26/01/2012 – Se si dovesse dar retta alle ipotesi circolanti nel mondo politico, tanto in pubblico quanto riservatamente, che alimentano l’attività indefessa dei retroscenisti, non ci si districherebbe nemmeno col più fervido impegno. Gira di tutto. I democratici sarebbero, secondo le più diverse fonti, pronti a mollare Nichi Vendola per allearsi con Mario Monti, disponibili ad affossare l’intesa al centro per guardare a Antonio Ingroia, decisi a chiedere nuove elezioni nel caso mancasse alla loro coalizione la maggioranza a palazzo Madama. In quest’ultimo caso è già circolata l’ipotesi (una faccenda di scuola, che a ogni crisi di governo non manca di risorgere per tornare subito nel sepolcro) che il ritorno alle urne riguarderebbe soltanto il Senato.
Se ci si sposta sul Pdl, il ventaglio offre di meno, perché (tolte le indicazioni per una possibile vittoria del centro-destra cui non si sa bene chi oggi creda davvero) resta in circolo la grande coalizione a due, Pd-Pdl. In compenso, abbondano le indiscrezioni sulle possibili mire di Silvio Berlusconi, descritto ora come ministro, ora come successore di Giorgio Napolitano, ora come aspirante alla prima poltrona di palazzo Madama.
Passando, infine, a Monti e ai suoi seguaci, c’è di che sbizzarrirsi.

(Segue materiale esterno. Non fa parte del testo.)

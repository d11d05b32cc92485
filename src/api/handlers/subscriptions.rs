//! Subscription management handlers.
//!
//! Each call is forwarded to the MPusher API with the configured token or
//! the one supplied in the `x-mpusher-token` header.

use axum::{Json, Router, extract::State, http::HeaderMap, http::StatusCode, routing::get};

use crate::api::dto::{SubscribeRequest, SubscriptionQuery, UnsubscribeRequest};
use crate::error::AppError;
use crate::models::{SubscribeByArticleResponse, SubscriptionListParams, SubscriptionListResponse};
use crate::state::AppState;
use crate::utils::{ValidatedJson, ValidatedQuery};

/// Routes:
/// - GET /    - List followed accounts
/// - POST /   - Follow the account behind an article URL
/// - DELETE / - Stop following an account
pub fn subscription_routes() -> Router<AppState> {
    Router::new().route(
        "/",
        get(list_subscriptions).post(subscribe).delete(unsubscribe),
    )
}

/// GET /api/subscriptions?page=&pageSize=&mpName=
async fn list_subscriptions(
    State(state): State<AppState>,
    headers: HeaderMap,
    ValidatedQuery(query): ValidatedQuery<SubscriptionQuery>,
) -> Result<Json<SubscriptionListResponse>, AppError> {
    let client = state.client_for(&headers)?;
    let params = SubscriptionListParams::from(query);
    let subscriptions = client.get_subscriptions(Some(&params)).await?;
    Ok(Json(subscriptions))
}

/// POST /api/subscriptions
///
/// Returns 201 Created with the followed account.
async fn subscribe(
    State(state): State<AppState>,
    headers: HeaderMap,
    ValidatedJson(payload): ValidatedJson<SubscribeRequest>,
) -> Result<(StatusCode, Json<SubscribeByArticleResponse>), AppError> {
    let client = state.client_for(&headers)?;
    let subscribed = client
        .subscribe_by_article_url(payload.article_url.trim())
        .await?;
    tracing::info!(
        mp_id = subscribed.data.mp_id,
        mp_name = %subscribed.data.mp_name,
        "Subscribed"
    );
    Ok((StatusCode::CREATED, Json(subscribed)))
}

/// DELETE /api/subscriptions
///
/// Returns 204 No Content.
async fn unsubscribe(
    State(state): State<AppState>,
    headers: HeaderMap,
    ValidatedJson(payload): ValidatedJson<UnsubscribeRequest>,
) -> Result<StatusCode, AppError> {
    let client = state.client_for(&headers)?;
    client.unsubscribe(payload.mp_id).await?;
    tracing::info!(mp_id = payload.mp_id, "Unsubscribed");
    Ok(StatusCode::NO_CONTENT)
}
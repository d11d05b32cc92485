//! Subscription management DTOs.

use serde::Deserialize;
use validator::Validate;

use crate::models::SubscriptionListParams;

fn default_page() -> u32 {
    1
}

fn default_page_size() -> u32 {
    20
}

/// Query of `GET /api/subscriptions`.
#[derive(Debug, Deserialize, Validate)]
#[serde(rename_all = "camelCase")]
pub struct SubscriptionQuery {
    #[serde(default = "default_page")]
    #[validate(range(min = 1, message = "page must be at least 1"))]
    pub page: u32,

    #[serde(default = "default_page_size")]
    #[validate(range(min = 1, max = 100, message = "pageSize must be between 1 and 100"))]
    pub page_size: u32,

    /// Case-insensitive name filter
    #[serde(default)]
    pub mp_name: Option<String>,
}

impl From<SubscriptionQuery> for SubscriptionListParams {
    fn from(query: SubscriptionQuery) -> Self {
        let params = SubscriptionListParams::new()
            .page(query.page)
            .page_size(query.page_size);
        match query.mp_name {
            Some(name) if !name.trim().is_empty() => params.mp_name(name.trim()),
            _ => params,
        }
    }
}

/// Body of `POST /api/subscriptions`.
#[derive(Debug, Deserialize, Validate)]
#[serde(rename_all = "camelCase")]
pub struct SubscribeRequest {
    #[validate(length(min = 1, message = "articleUrl is required"))]
    pub article_url: String,
}

/// Body of `DELETE /api/subscriptions`.
#[derive(Debug, Deserialize, Validate)]
#[serde(rename_all = "camelCase")]
pub struct UnsubscribeRequest {
    #[validate(range(min = 1, message = "mpId must be a positive integer"))]
    pub mp_id: i64,
}
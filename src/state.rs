//! Shared state for the demo service handlers.

use std::sync::Arc;

use axum::http::HeaderMap;

use crate::client::{MPusherClient, MPusherError};
use crate::config::Settings;
use crate::error::{AppError, AppResult};
use crate::logger::LogLevelHandle;
use crate::repositories::ArticleRepository;
use crate::webhook::WebhookEndpoint;

/// Header that supplies a per-request API token.
pub const TOKEN_HEADER: &str = "x-mpusher-token";

/// Cloning is cheap; every field is reference counted.
#[derive(Clone, Debug)]
pub struct AppState {
    pub settings: Arc<Settings>,
    /// `None` when no token is configured
    pub client: Option<MPusherClient>,
    pub articles: ArticleRepository,
    pub log_level: Option<LogLevelHandle>,
}

impl AppState {
    /// Builds state from settings.
    ///
    /// A missing token is not an error: the service still receives webhooks
    /// and API routes accept a token per request.
    ///
    /// # Errors
    /// Client construction failures other than a missing token.
    pub fn new(settings: Settings) -> AppResult<Self> {
        let client = match MPusherClient::new(settings.client.to_client_config()) {
            Ok(client) => Some(client),
            Err(MPusherError::MissingToken) => {
                tracing::warn!("No MPusher token configured; API routes need the {TOKEN_HEADER} header");
                None
            }
            Err(err) => return Err(err.into()),
        };

        Ok(Self {
            articles: ArticleRepository::new(settings.webhook.max_articles),
            settings: Arc::new(settings),
            client,
            log_level: None,
        })
    }

    pub fn with_log_level(mut self, handle: LogLevelHandle) -> Self {
        self.log_level = Some(handle);
        self
    }

    /// Client for this request, honoring the token header.
    ///
    /// # Errors
    /// [`AppError::ClientUnavailable`] when neither the configuration nor the
    /// request supplies a token.
    pub fn client_for(&self, headers: &HeaderMap) -> AppResult<MPusherClient> {
        let header_token = headers
            .get(TOKEN_HEADER)
            .and_then(|v| v.to_str().ok())
            .map(str::trim)
            .filter(|t| !t.is_empty());

        match (&self.client, header_token) {
            (Some(client), Some(token)) => Ok(client.with_token_override(token)),
            (Some(client), None) => Ok(client.clone()),
            (None, Some(token)) => {
                let config = self.settings.client.to_client_config().token(token);
                Ok(MPusherClient::new(config)?)
            }
            (None, None) => Err(AppError::ClientUnavailable),
        }
    }

    /// Webhook endpoint recording every accepted article.
    pub fn webhook_endpoint(&self) -> WebhookEndpoint {
        let endpoint = WebhookEndpoint::new(self.articles.clone());
        match &self.settings.webhook.auth_token {
            Some(token) => endpoint.with_auth_token(token.clone()),
            None => endpoint,
        }
    }
}
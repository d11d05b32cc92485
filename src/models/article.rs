//! Article push payload delivered by MPusher to the callback URL.

use std::fmt::Display;

use jiff::Timestamp;
use serde::{Deserialize, Deserializer, Serialize};

/// One pushed article.
///
/// Only `article_id` is mandatory on the wire. The remaining fields fall back
/// to their defaults when absent or `null`, so a partially populated push
/// still reaches the handler. Text fields also accept numbers and integer
/// fields also accept numeric strings.
#[derive(Debug, Clone, Default, PartialEq, Eq, Serialize, Deserialize)]
#[serde(rename_all = "camelCase")]
pub struct ArticlePushPayload {
    /// Unique article identifier
    #[serde(deserialize_with = "deserialize_text")]
    pub article_id: String,
    /// Official account ID
    #[serde(default, deserialize_with = "deserialize_int")]
    pub mp_id: i64,
    /// Base64 encoded official account ID
    #[serde(default, rename = "mpIdB64", deserialize_with = "deserialize_text")]
    pub mp_id_b64: String,
    /// Official account name
    #[serde(default, deserialize_with = "deserialize_text")]
    pub mp_name: String,
    /// Message ID of the article
    #[serde(default, deserialize_with = "deserialize_int")]
    pub article_msg_id: i64,
    /// Position of the article inside its message
    #[serde(default, deserialize_with = "deserialize_int")]
    pub article_idx: i32,
    /// Article signature, used by the fallback link
    #[serde(default, deserialize_with = "deserialize_text")]
    pub article_sn: String,
    #[serde(default, deserialize_with = "deserialize_text")]
    pub title: String,
    #[serde(default, deserialize_with = "deserialize_text")]
    pub cover_img: String,
    #[serde(default, deserialize_with = "deserialize_text")]
    pub description: String,
    /// Publish time, Unix seconds
    #[serde(default, deserialize_with = "deserialize_int")]
    pub published_at: i64,
    /// Primary article link
    #[serde(default, deserialize_with = "deserialize_text")]
    pub url: String,
    /// Fallback article link
    #[serde(default, deserialize_with = "deserialize_text")]
    pub url2: String,
}

/// String field that may arrive as a number or `null`.
fn deserialize_text<'de, D>(deserializer: D) -> Result<String, D::Error>
where
    D: Deserializer<'de>,
{
    #[derive(Deserialize)]
    #[serde(untagged)]
    enum TextValue {
        Str(String),
        Num(serde_json::Number),
    }

    match Option::<TextValue>::deserialize(deserializer)? {
        Some(TextValue::Str(s)) => Ok(s),
        Some(TextValue::Num(n)) => Ok(n.to_string()),
        None => Ok(String::new()),
    }
}

/// Integer field that may arrive as a numeric string or `null`.
///
/// A blank string counts as unset; any other non-numeric string is an error.
fn deserialize_int<'de, D, T>(deserializer: D) -> Result<T, D::Error>
where
    D: Deserializer<'de>,
    T: TryFrom<i64> + Default,
    T::Error: Display,
{
    use serde::de::Error;
    #[derive(Deserialize)]
    #[serde(untagged)]
    enum IntValue {
        Int(i64),
        Str(String),
    }

    let value = match Option::<IntValue>::deserialize(deserializer)? {
        Some(IntValue::Int(i)) => i,
        Some(IntValue::Str(s)) if s.trim().is_empty() => return Ok(T::default()),
        Some(IntValue::Str(s)) => s
            .trim()
            .parse()
            .map_err(|_| D::Error::custom(format!("invalid integer string \"{s}\"")))?,
        None => return Ok(T::default()),
    };
    T::try_from(value).map_err(D::Error::custom)
}

impl ArticlePushPayload {
    /// Publish time as a timestamp, `None` when unset or out of range.
    pub fn published_time(&self) -> Option<Timestamp> {
        if self.published_at <= 0 {
            return None;
        }
        Timestamp::from_second(self.published_at).ok()
    }
}

#[cfg(test)]
mod tests {
    use super::*;

    fn sample_json() -> serde_json::Value {
        serde_json::json!({
            "articleId": "2247484078_1",
            "mpId": 2247484078i64,
            "mpIdB64": "MjI0NzQ4NDA3OA==",
            "mpName": "示例公众号",
            "articleMsgId": 2247484078i64,
            "articleIdx": 1,
            "articleSn": "abc123def456",
            "title": "示例文章标题",
            "coverImg": "https://example.com/cover.jpg",
            "description": "这是一篇示例文章的描述",
            "publishedAt": 1640995200,
            "url": "https://mp.weixin.qq.com/s/2247484078_1",
            "url2": "https://mp.weixin.qq.com/s?__biz=2247484078&mid=2247484078&idx=1&sn=abc123def456"
        })
    }

    #[test]
    fn test_deserialize_full_payload() {
        let payload: ArticlePushPayload = serde_json::from_value(sample_json()).unwrap();
        assert_eq!(payload.article_id, "2247484078_1");
        assert_eq!(payload.mp_id_b64, "MjI0NzQ4NDA3OA==");
        assert_eq!(payload.article_idx, 1);
        assert_eq!(payload.published_at, 1640995200);
    }

    #[test]
    fn test_serialize_round_trips_wire_names() {
        let payload: ArticlePushPayload = serde_json::from_value(sample_json()).unwrap();
        assert_eq!(serde_json::to_value(&payload).unwrap(), sample_json());
    }

    #[test]
    fn test_partial_payload_uses_defaults() {
        let payload: ArticlePushPayload =
            serde_json::from_value(serde_json::json!({"articleId": "a1"})).unwrap();
        assert_eq!(payload.article_id, "a1");
        assert_eq!(payload.mp_id, 0);
        assert!(payload.title.is_empty());
    }

    #[test]
    fn test_missing_article_id_fails() {
        let result: Result<ArticlePushPayload, _> =
            serde_json::from_value(serde_json::json!({"mpId": 123}));
        assert!(result.is_err());
    }

    #[test]
    fn test_null_fields_use_defaults() {
        let payload: ArticlePushPayload = serde_json::from_value(serde_json::json!({
            "articleId": "a1",
            "mpId": null,
            "title": null,
            "description": null,
            "coverImg": null,
            "publishedAt": null
        }))
        .unwrap();
        assert_eq!(payload.article_id, "a1");
        assert_eq!(payload.mp_id, 0);
        assert!(payload.description.is_empty());
        assert!(payload.cover_img.is_empty());
        assert!(payload.published_time().is_none());
    }

    #[test]
    fn test_numeric_strings_and_numeric_text() {
        let payload: ArticlePushPayload = serde_json::from_value(serde_json::json!({
            "articleId": 12345,
            "mpId": "2247484078",
            "articleIdx": " 2 ",
            "publishedAt": "1640995200",
            "articleMsgId": "",
            "mpName": 42
        }))
        .unwrap();
        assert_eq!(payload.article_id, "12345");
        assert_eq!(payload.mp_id, 2247484078);
        assert_eq!(payload.article_idx, 2);
        assert_eq!(payload.published_at, 1640995200);
        assert_eq!(payload.article_msg_id, 0);
        assert_eq!(payload.mp_name, "42");
    }

    #[test]
    fn test_unusable_field_values_fail() {
        for body in [
            serde_json::json!({"articleId": "a", "mpId": "not a number"}),
            serde_json::json!({"articleId": "a", "articleIdx": 4_294_967_296i64}),
            serde_json::json!({"articleId": "a", "title": {"text": "x"}}),
        ] {
            assert!(serde_json::from_value::<ArticlePushPayload>(body).is_err());
        }
    }

    #[test]
    fn test_published_time() {
        let payload = ArticlePushPayload {
            published_at: 1640995200,
            ..Default::default()
        };
        assert_eq!(
            payload.published_time().unwrap().to_string(),
            "2022-01-01T00:00:00Z"
        );
        assert!(ArticlePushPayload::default().published_time().is_none());
    }
}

Fonderanno un nuovo partito. No, federeranno Udc e Fli, più i montezemoliani di Italia futura e i montisti puri. No, sorgerà un movimento (non un partito, si pre-cisa) incentrato su Italia futura e sulla figura di Monti. Non è vero niente: l’Udc ricostituirà i propri gruppi parlamentari autonomi, ben distinti dagli altri. Ci sarà un’intesa Pier Luigi Bersani-Monti-Vendola. Assolutamente no: l’accordo sarà soltanto fra Bersani e Monti, con Vendola cacciato all’opposizione con Ingroia. Non è vero: i centristi non si alleeranno mai con l’estrema.
Aggiungiamo, tanto per variare le ricette, che si ipotizzano pure appoggi esterni, ripristinando un diffuso costume della prima Repubblica: maggioranza estesa, partecipazione diretta al governo più limitata. Come si vede, la fantasia non fa difetto: manca solo l’ipotesi di un governo di minoranza composto di rappresentanti delle minoranze linguistiche, ma non è detto che, di qui al voto, qualcuno non ne parli. C’è molto, diremmo troppo, di occasionale e di falso, al punto che si comprende come l’incertezza sull’esito elettorale condizioni ogni concreta prospettiva. Per dir meglio: mentre per la Camera pochi dubitano della vittoria del centro-sinistra, tale da consentire una solida e autonoma maggioranza mercé il porcellum, sul Senato gravano troppe incognite, essendoci fisarmoniche nell’attribuzione dei seggi (tanto alle coalizioni, quanto ai partiti coalizzati, quanto alle formazioni che corrono in solitudine), a causa dei premi regionali. Se, però, si volesse fermare almeno un punto, l’opinione prevalente riguarda l’intenzione degli interessati di trovare il necessario compromesso per una maggioranza che, detta in soldoni, vada da Vendola a Fini.